Items listed in a dataset
▬▬▬▬▬▬▬▬▬▬

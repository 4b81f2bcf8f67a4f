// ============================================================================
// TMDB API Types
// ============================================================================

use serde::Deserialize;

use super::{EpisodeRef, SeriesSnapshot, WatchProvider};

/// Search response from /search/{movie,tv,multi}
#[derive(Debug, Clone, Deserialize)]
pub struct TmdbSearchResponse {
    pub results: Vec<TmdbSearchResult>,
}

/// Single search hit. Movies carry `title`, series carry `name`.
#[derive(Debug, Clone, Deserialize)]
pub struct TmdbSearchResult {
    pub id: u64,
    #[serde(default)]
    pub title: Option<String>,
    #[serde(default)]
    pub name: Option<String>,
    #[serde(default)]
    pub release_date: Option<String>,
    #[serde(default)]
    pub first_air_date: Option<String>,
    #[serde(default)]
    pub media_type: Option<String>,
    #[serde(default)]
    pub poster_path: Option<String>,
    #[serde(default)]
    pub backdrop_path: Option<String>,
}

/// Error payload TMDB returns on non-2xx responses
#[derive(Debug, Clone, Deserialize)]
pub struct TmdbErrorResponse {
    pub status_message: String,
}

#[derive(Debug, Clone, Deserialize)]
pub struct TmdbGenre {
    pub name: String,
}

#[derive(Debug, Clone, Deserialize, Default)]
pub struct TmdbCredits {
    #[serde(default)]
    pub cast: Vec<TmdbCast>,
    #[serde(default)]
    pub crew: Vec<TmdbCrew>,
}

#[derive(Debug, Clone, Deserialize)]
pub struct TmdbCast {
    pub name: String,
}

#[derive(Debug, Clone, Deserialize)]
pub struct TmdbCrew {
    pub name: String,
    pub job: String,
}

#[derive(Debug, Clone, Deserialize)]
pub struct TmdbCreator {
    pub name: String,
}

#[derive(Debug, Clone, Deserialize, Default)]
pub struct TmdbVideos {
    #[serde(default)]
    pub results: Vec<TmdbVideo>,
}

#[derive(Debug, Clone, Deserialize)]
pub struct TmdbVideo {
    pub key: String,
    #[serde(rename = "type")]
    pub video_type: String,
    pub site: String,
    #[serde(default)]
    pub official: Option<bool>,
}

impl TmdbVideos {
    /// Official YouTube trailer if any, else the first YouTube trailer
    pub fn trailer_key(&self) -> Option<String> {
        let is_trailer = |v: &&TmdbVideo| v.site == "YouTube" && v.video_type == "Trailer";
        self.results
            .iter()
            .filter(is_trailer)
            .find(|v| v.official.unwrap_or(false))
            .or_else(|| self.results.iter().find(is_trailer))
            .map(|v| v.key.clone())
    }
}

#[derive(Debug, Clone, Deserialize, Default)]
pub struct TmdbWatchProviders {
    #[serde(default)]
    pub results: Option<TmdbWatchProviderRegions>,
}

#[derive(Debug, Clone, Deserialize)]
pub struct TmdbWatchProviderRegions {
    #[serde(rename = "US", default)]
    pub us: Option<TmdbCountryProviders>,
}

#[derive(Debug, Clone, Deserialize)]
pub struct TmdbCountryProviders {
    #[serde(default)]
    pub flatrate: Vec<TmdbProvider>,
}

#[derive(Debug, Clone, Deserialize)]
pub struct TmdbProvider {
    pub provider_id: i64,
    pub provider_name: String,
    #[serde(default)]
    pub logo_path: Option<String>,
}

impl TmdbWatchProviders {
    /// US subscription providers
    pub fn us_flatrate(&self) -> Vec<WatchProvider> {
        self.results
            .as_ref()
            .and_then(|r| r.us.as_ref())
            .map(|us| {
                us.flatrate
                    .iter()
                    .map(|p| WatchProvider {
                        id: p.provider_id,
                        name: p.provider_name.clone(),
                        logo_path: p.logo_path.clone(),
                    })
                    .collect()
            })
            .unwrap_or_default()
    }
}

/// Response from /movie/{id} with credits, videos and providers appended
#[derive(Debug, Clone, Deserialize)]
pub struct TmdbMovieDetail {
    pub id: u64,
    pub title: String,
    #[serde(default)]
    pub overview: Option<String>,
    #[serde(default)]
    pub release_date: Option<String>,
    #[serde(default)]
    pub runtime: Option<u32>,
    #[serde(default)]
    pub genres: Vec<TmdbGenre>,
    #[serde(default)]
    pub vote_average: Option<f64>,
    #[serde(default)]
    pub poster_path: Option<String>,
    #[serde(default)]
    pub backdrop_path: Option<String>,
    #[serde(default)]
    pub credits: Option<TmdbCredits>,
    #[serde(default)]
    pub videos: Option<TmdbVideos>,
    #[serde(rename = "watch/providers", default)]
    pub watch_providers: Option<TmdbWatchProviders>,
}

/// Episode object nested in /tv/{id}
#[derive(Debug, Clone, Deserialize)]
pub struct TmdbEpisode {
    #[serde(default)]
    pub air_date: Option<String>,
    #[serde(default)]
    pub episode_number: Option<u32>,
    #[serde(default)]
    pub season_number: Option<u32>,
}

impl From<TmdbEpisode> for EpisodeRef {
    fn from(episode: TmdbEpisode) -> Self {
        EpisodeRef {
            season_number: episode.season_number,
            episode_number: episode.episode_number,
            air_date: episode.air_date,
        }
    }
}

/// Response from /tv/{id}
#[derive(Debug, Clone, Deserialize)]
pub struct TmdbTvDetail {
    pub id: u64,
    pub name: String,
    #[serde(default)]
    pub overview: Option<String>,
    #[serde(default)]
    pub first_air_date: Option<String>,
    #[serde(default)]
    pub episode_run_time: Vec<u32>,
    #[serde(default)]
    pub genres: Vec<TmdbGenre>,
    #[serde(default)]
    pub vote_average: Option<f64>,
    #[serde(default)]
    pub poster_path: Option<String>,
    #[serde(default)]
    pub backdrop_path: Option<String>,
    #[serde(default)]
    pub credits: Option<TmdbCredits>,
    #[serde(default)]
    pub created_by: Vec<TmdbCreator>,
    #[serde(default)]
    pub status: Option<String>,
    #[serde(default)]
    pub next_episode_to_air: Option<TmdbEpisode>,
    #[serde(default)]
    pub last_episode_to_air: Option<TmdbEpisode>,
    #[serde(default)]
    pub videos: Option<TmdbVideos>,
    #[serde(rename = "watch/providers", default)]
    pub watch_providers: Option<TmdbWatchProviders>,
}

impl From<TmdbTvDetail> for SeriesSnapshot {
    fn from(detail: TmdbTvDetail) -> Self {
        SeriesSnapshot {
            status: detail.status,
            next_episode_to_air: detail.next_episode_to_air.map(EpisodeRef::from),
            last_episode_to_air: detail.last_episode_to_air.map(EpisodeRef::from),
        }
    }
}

▬▬▬▬▬▬▬▬▬▬

ASSIGNED TASK
Copy every line from the records above that contains the string "TmdbCreator".

WRITTEN SOLUTION
pub struct TmdbCreator {
    pub created_by: Vec<TmdbCreator>,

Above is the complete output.